EXERCISE: Filter this material down to the lines that hold "ChainCycle", copying each one.

DATA LISTING:
☆ ☆ ☆ ☆ ☆ ☆ ☆

#[cfg(test)]
mod tests {
    use std::sync::atomic::Ordering;

    use super::*;
    use crate::storage::{MemStore, RelationshipGroupRecord};
    use crate::types::{GroupId, TypeId};

    const A: TypeId = TypeId(1);
    const B: TypeId = TypeId(2);

    fn rel(
        id: u64,
        first: u64,
        second: u64,
        ty: TypeId,
        first_next: RelId,
        second_next: RelId,
    ) -> RelationshipRecord {
        RelationshipRecord {
            id: RelId(id),
            first: NodeId(first),
            second: NodeId(second),
            ty,
            first_next,
            second_next,
        }
    }

    /// Node 0 sparse: R1(A, 0->1) -> R2(B, 0->2).
    fn sparse_store() -> Result<MemStore> {
        let mut store = MemStore::new();
        store.put_node(NodeRecord::sparse(NodeId(0), RelId(1)))?;
        store.put_node(NodeRecord::sparse(NodeId(1), RelId(1)))?;
        store.put_node(NodeRecord::sparse(NodeId(2), RelId(2)))?;
        store.put_relationship(rel(1, 0, 1, A, RelId(2), RelId::NULL))?;
        store.put_relationship(rel(2, 0, 2, B, RelId::NULL, RelId::NULL))?;
        Ok(store)
    }

    /// Node 0 dense, one group of type A: out = [R1, R2], loop = [R3].
    fn dense_store() -> Result<MemStore> {
        let mut store = MemStore::new();
        store.put_node(NodeRecord::dense(NodeId(0), GroupId(0)))?;
        store.put_node(NodeRecord::sparse(NodeId(1), RelId(1)))?;
        let mut group = RelationshipGroupRecord::new(GroupId(0), NodeId(0), A);
        group.first_out = RelId(1);
        group.first_loop = RelId(3);
        store.put_group(group)?;
        store.put_relationship(rel(1, 0, 1, A, RelId(2), RelId(2)))?;
        store.put_relationship(rel(2, 0, 1, A, RelId::NULL, RelId::NULL))?;
        store.put_relationship(rel(3, 0, 0, A, RelId::NULL, RelId::NULL))?;
        Ok(store)
    }

    #[test]
    fn sparse_filters_by_type_and_direction() -> Result<()> {
        let store = sparse_store()?;
        let chains = RelationshipChains::open(&store, NodeId(0), A, Direction::Outgoing)?;
        assert!(!chains.is_dense());
        assert_eq!(chains.collect_ids()?, vec![RelId(1)]);

        let all = RelationshipChains::open(&store, NodeId(0), AnyType, Direction::Both)?;
        assert_eq!(all.collect_ids()?, vec![RelId(1), RelId(2)]);

        let incoming = RelationshipChains::open(&store, NodeId(0), AnyType, Direction::Incoming)?;
        assert!(incoming.collect_ids()?.is_empty());
        Ok(())
    }

    #[test]
    fn sparse_follows_second_endpoint_pointer() -> Result<()> {
        let store = sparse_store()?;
        let chains = RelationshipChains::open(&store, NodeId(1), AnyType, Direction::Incoming)?;
        assert_eq!(chains.collect_ids()?, vec![RelId(1)]);
        Ok(())
    }

    #[test]
    fn dense_incoming_still_yields_loops() -> Result<()> {
        let store = dense_store()?;
        let chains = RelationshipChains::open(&store, NodeId(0), A, Direction::Incoming)?;
        assert!(chains.is_dense());
        assert_eq!(chains.collect_ids()?, vec![RelId(3)]);
        Ok(())
    }

    #[test]
    fn dense_outgoing_visits_out_then_loop() -> Result<()> {
        let store = dense_store()?;
        let chains = RelationshipChains::open(&store, NodeId(0), A, Direction::Outgoing)?;
        assert_eq!(chains.collect_ids()?, vec![RelId(1), RelId(2), RelId(3)]);

        let rejected = RelationshipChains::open(&store, NodeId(0), B, Direction::Both)?;
        assert!(rejected.collect_ids()?.is_empty());
        Ok(())
    }

    #[test]
    fn record_tracks_last_produced_relationship() -> Result<()> {
        let store = sparse_store()?;
        let chains = RelationshipChains::open(&store, NodeId(0), AnyType, Direction::Both)?;
        let mut iter = chains.iter()?;
        assert!(iter.record().is_none());
        assert_eq!(iter.next().transpose()?, Some(RelId(1)));
        assert_eq!(iter.record().map(|r| r.ty), Some(A));
        assert_eq!(iter.next().transpose()?, Some(RelId(2)));
        assert_eq!(iter.record().map(|r| r.second), Some(NodeId(2)));
        assert!(iter.next().is_none());
        assert!(iter.next().is_none());
        Ok(())
    }

    #[test]
    fn missing_node_fails_before_any_chain_read() -> Result<()> {
        let store = sparse_store()?;
        let metrics = Arc::new(CounterMetrics::default());
        let opts = TraversalOptions::new().metrics(metrics.clone());
        let err = RelationshipChains::open_with(&store, NodeId(42), AnyType, Direction::Both, opts)
            .err()
            .expect("node 42 does not exist");
        assert!(matches!(
            err,
            RelchainError::EntityNotFound {
                kind: RecordKind::Node,
                id: 42
            }
        ));
        assert_eq!(metrics.relationships_read.load(Ordering::Relaxed), 0);
        assert_eq!(metrics.groups_read.load(Ordering::Relaxed), 0);
        Ok(())
    }

    #[test]
    fn raw_direction_codes_are_validated() -> Result<()> {
        let store = sparse_store()?;
        let err = RelationshipChains::open_raw(&store, NodeId(0), AnyType, 9)
            .err()
            .expect("code 9 is not a direction");
        assert!(matches!(err, RelchainError::InvalidDirection(9)));
        assert!(RelationshipChains::open_raw(&store, NodeId(0), AnyType, 2).is_ok());
        Ok(())
    }

    #[test]
    fn corrupt_chain_stops_traversal() -> Result<()> {
        let mut store = sparse_store()?;
        // R2 claims to connect 5 and 6, yet sits in node 0's chain.
        store.put_relationship(rel(2, 5, 6, B, RelId::NULL, RelId::NULL))?;
        let metrics = Arc::new(CounterMetrics::default());
        let opts = TraversalOptions::new().metrics(metrics.clone());
        let chains =
            RelationshipChains::open_with(&store, NodeId(0), AnyType, Direction::Both, opts)?;
        let mut iter = chains.iter()?;

        assert_eq!(iter.next().transpose()?, Some(RelId(1)));
        match iter.next() {
            Some(Err(RelchainError::CorruptChain {
                node,
                relationship,
                first,
                second,
            })) => {
                assert_eq!(node, NodeId(0));
                assert_eq!(relationship, RelId(2));
                assert_eq!((first, second), (NodeId(5), NodeId(6)));
            }
            other => panic!("expected corrupt chain, got {other:?}"),
        }
        let reads = metrics.relationships_read.load(Ordering::Relaxed);
        assert!(iter.next().is_none());
        assert_eq!(metrics.relationships_read.load(Ordering::Relaxed), reads);
        assert_eq!(metrics.corrupt_chains.load(Ordering::Relaxed), 1);
        Ok(())
    }

    #[test]
    fn corruption_wins_over_a_match() -> Result<()> {
        let mut store = MemStore::new();
        store.put_node(NodeRecord::sparse(NodeId(0), RelId(0)))?;
        store.put_relationship(rel(0, 3, 4, A, RelId::NULL, RelId::NULL))?;
        let chains = RelationshipChains::open(&store, NodeId(0), AnyType, Direction::Both)?;
        let mut iter = chains.iter()?;
        assert!(matches!(
            iter.next(),
            Some(Err(RelchainError::CorruptChain { .. }))
        ));
        assert!(iter.next().is_none());
        Ok(())
    }

    #[test]
    fn dense_corrupt_sub_chain_stops_before_later_groups() -> Result<()> {
        // Group A out = [R0 -> R1], R1 names neither endpoint; group B follows.
        let mut store = MemStore::new();
        store.put_node(NodeRecord::dense(NodeId(0), GroupId(0)))?;
        let mut first = RelationshipGroupRecord::new(GroupId(0), NodeId(0), A);
        first.first_out = RelId(0);
        first.next = GroupId(1);
        store.put_group(first)?;
        let mut second = RelationshipGroupRecord::new(GroupId(1), NodeId(0), B);
        second.first_in = RelId(2);
        store.put_group(second)?;
        store.put_relationship(rel(0, 0, 1, A, RelId(1), RelId::NULL))?;
        store.put_relationship(rel(1, 5, 6, A, RelId::NULL, RelId::NULL))?;
        store.put_relationship(rel(2, 1, 0, B, RelId::NULL, RelId::NULL))?;

        let metrics = Arc::new(CounterMetrics::default());
        let opts = TraversalOptions::new().metrics(metrics.clone());
        let chains =
            RelationshipChains::open_with(&store, NodeId(0), AnyType, Direction::Both, opts)?;
        let mut iter = chains.iter()?;
        assert!(iter.is_dense());

        assert_eq!(iter.next().transpose()?, Some(RelId(0)));
        match iter.next() {
            Some(Err(RelchainError::CorruptChain {
                node,
                relationship,
                first,
                second,
            })) => {
                assert_eq!(node, NodeId(0));
                assert_eq!(relationship, RelId(1));
                assert_eq!((first, second), (NodeId(5), NodeId(6)));
            }
            other => panic!("expected corrupt chain, got {other:?}"),
        }
        let rel_reads = metrics.relationships_read.load(Ordering::Relaxed);
        let group_reads = metrics.groups_read.load(Ordering::Relaxed);
        assert_eq!((rel_reads, group_reads), (2, 1));

        assert!(iter.next().is_none());
        assert!(iter.next().is_none());
        assert_eq!(metrics.relationships_read.load(Ordering::Relaxed), rel_reads);
        assert_eq!(metrics.groups_read.load(Ordering::Relaxed), group_reads);
        assert_eq!(metrics.corrupt_chains.load(Ordering::Relaxed), 1);
        Ok(())
    }

    #[test]
    fn dense_group_list_ends_at_unused_slot() -> Result<()> {
        let mut store = dense_store()?;
        let mut group = store.load_group(GroupId(0))?.expect("group 0");
        group.next = GroupId(9);
        store.put_group(group)?;
        let chains = RelationshipChains::open(&store, NodeId(0), AnyType, Direction::Both)?;
        assert_eq!(chains.collect_ids()?, vec![RelId(1), RelId(2), RelId(3)]);
        Ok(())
    }

    #[test]
    fn dense_skips_rejected_groups_without_reading_relationships() -> Result<()> {
        let mut store = dense_store()?;
        let mut group = store.load_group(GroupId(0))?.expect("group 0");
        group.next = GroupId(1);
        store.put_group(group)?;
        let mut second = RelationshipGroupRecord::new(GroupId(1), NodeId(0), B);
        second.first_in = RelId(4);
        store.put_group(second)?;
        store.put_relationship(rel(4, 1, 0, B, RelId::NULL, RelId::NULL))?;

        let metrics = Arc::new(CounterMetrics::default());
        let opts = TraversalOptions::new().metrics(metrics.clone());
        let chains = RelationshipChains::open_with(&store, NodeId(0), B, Direction::Both, opts)?;
        assert_eq!(chains.collect_ids()?, vec![RelId(4)]);
        assert_eq!(metrics.relationships_read.load(Ordering::Relaxed), 1);
        assert_eq!(metrics.groups_read.load(Ordering::Relaxed), 2);
        Ok(())
    }

    #[test]
    fn cycle_guard_reports_looping_chain() -> Result<()> {
        let mut store = MemStore::new();
        store.put_node(NodeRecord::sparse(NodeId(0), RelId(0)))?;
        store.put_relationship(rel(0, 0, 1, A, RelId(1), RelId::NULL))?;
        store.put_relationship(rel(1, 0, 1, A, RelId(0), RelId::NULL))?;
        let opts = TraversalOptions::new().cycle_guard(true);
        let chains =
            RelationshipChains::open_with(&store, NodeId(0), AnyType, Direction::Both, opts)?;
        let results: Vec<Result<RelId>> = chains.iter()?.collect();
        assert_eq!(results.len(), 3);
        assert!(matches!(
            results[2],
            Err(RelchainError::ChainCycle {
                kind: RecordKind::Relationship,
                id: 0,
                ..
            })
        ));
        Ok(())
    }

    #[test]
    fn cycle_guard_reports_looping_group_list() -> Result<()> {
        let mut store = dense_store()?;
        let mut group = store.load_group(GroupId(0))?.expect("group 0");
        group.next = GroupId(0);
        store.put_group(group)?;
        let opts = TraversalOptions::new().cycle_guard(true);
        let chains =
            RelationshipChains::open_with(&store, NodeId(0), AnyType, Direction::Both, opts)?;
        let results: Vec<Result<RelId>> = chains.iter()?.collect();
        assert!(matches!(
            results.last(),
            Some(Err(RelchainError::ChainCycle {
                kind: RecordKind::Group,
                id: 0,
                ..
            }))
        ));
        Ok(())
    }

    #[test]
    fn follow_chain_prefers_first_pointer_on_loops() -> Result<()> {
        let looped = rel(0, 4, 4, A, RelId(7), RelId(8));
        assert_eq!(follow_chain(NodeId(4), &looped)?, RelId(7));
        let plain = rel(1, 4, 5, A, RelId(7), RelId(8));
        assert_eq!(follow_chain(NodeId(5), &plain)?, RelId(8));
        assert!(follow_chain(NodeId(6), &plain).is_err());
        Ok(())
    }
}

☆ ☆ ☆ ☆ ☆ ☆ ☆

SOLUTION TO THE PROBLEM:
            Err(RelchainError::ChainCycle {
            Some(Err(RelchainError::ChainCycle {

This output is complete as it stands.